Opuścił pomieszczenie już ubrany. Kropelki wody kapały z jego włosów, prosto na goły tors.
-Em… Justin, mogę zadać ci pytanie?-mój głos drżał.
-Jasne- rzucił z uśmiechem.
-Kto to… Andrew- wypowiedzenie tego imienia  przyszło mi z trudem. Twarz bruneta jakby zbladła.

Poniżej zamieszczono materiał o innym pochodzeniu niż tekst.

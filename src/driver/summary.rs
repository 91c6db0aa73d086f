//! Run summary and notification

use crate::engine::PullStats;
use crate::entity::EntityKind;
use crate::error::Result;
use crate::sync::SyncStats;
use std::fmt;
use tracing::{error, info};

/// One unit of work in a run
#[derive(Debug, Clone, Copy, PartialEq, Eq)]
pub enum Step {
    Pull(EntityKind),
    Sync(EntityKind),
}

impl Step {
    /// Entity the step works on
    pub fn entity(self) -> EntityKind {
        match self {
            Step::Pull(kind) | Step::Sync(kind) => kind,
        }
    }
}

impl fmt::Display for Step {
    fn fmt(&self, f: &mut fmt::Formatter<'_>) -> fmt::Result {
        match self {
            Step::Pull(kind) => write!(f, "pull {kind}"),
            Step::Sync(kind) => write!(f, "sync {kind}"),
        }
    }
}

/// How a step ended
#[derive(Debug, Clone, PartialEq, Eq)]
pub enum StepResult {
    Pulled(PullStats),
    Synced(SyncStats),
    /// Nothing to do
    Skipped(String),
    /// The step's error, rendered
    Failed(String),
}

impl StepResult {
    /// Whether the step failed
    pub fn is_failure(&self) -> bool {
        matches!(self, StepResult::Failed(_))
    }
}

/// Everything a run did, in order
#[derive(Debug, Clone, Default, PartialEq, Eq)]
pub struct RunSummary {
    pub steps: Vec<(Step, StepResult)>,
    pub duration_ms: u64,
}

impl RunSummary {
    /// Record a finished step
    pub fn record(&mut self, step: Step, result: StepResult) {
        self.steps.push((step, result));
    }

    /// Result of a step, if it ran
    pub fn result(&self, step: Step) -> Option<&StepResult> {
        self.steps
            .iter()
            .find(|(s, _)| *s == step)
            .map(|(_, result)| result)
    }

    /// Steps that failed
    pub fn failures(&self) -> impl Iterator<Item = &(Step, StepResult)> {
        self.steps.iter().filter(|(_, result)| result.is_failure())
    }

    /// Whether every step succeeded or was skipped
    pub fn is_success(&self) -> bool {
        self.failures().next().is_none()
    }
}

/// Receives the summary when a run ends
pub trait Notifier: Send + Sync {
    fn notify(&self, summary: &RunSummary) -> Result<()>;
}

/// Notifier that writes the summary to the log
#[derive(Debug, Clone, Copy, Default)]
pub struct LogNotifier;

impl Notifier for LogNotifier {
    fn notify(&self, summary: &RunSummary) -> Result<()> {
        for (step, result) in &summary.steps {
            match result {
                StepResult::Pulled(stats) => info!(
                    "{step}: {} rows in {} ms ({} dropped)",
                    stats.rows_written, stats.duration_ms, stats.dropped
                ),
                StepResult::Synced(stats) => info!(
                    "{step}: {} created, {} deleted, {} failed",
                    stats.created, stats.deleted, stats.failed
                ),
                StepResult::Skipped(reason) => info!("{step}: skipped ({reason})"),
                StepResult::Failed(message) => error!("{step}: failed: {message}"),
            }
        }
        if summary.is_success() {
            info!("Run completed successfully in {} ms.", summary.duration_ms);
        } else {
            error!(
                "Run finished with {} failed step(s) in {} ms.",
                summary.failures().count(),
                summary.duration_ms
            );
        }
        Ok(())
    }
}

-Skąd znasz to imię?-spytał zaszokowany. Podniosłam się z łóżka i stanęłam na nogach
-Nie odpowiedziałeś mi- przyznałam cicho. W jednej chwili poczułam ogromny ból na rękach. Chwycił mnie tam. W moich oczach zebrały się łzy, które zaraz stamtąd wypłynęły.
-Ty mi odpowiedz- syknął. Wyrwałam mu się i spuściłam wzrok. –Co jest grane?-spytał, ponosząc mój pobudek. Nie odpowiedziałam mu, tylko zamknęłam oczy. Tego było za wiele- Abi, rozmawiaj ze mną-rzucił łagodnym głosem. Jak to możliwe, że w jednej chwili był wściekły, a parę sekund później najmilszym człowiekiem na świecie
-Spotkałam go. Miałam się o niego zapytać- przyznałam po chwili, jąkając się.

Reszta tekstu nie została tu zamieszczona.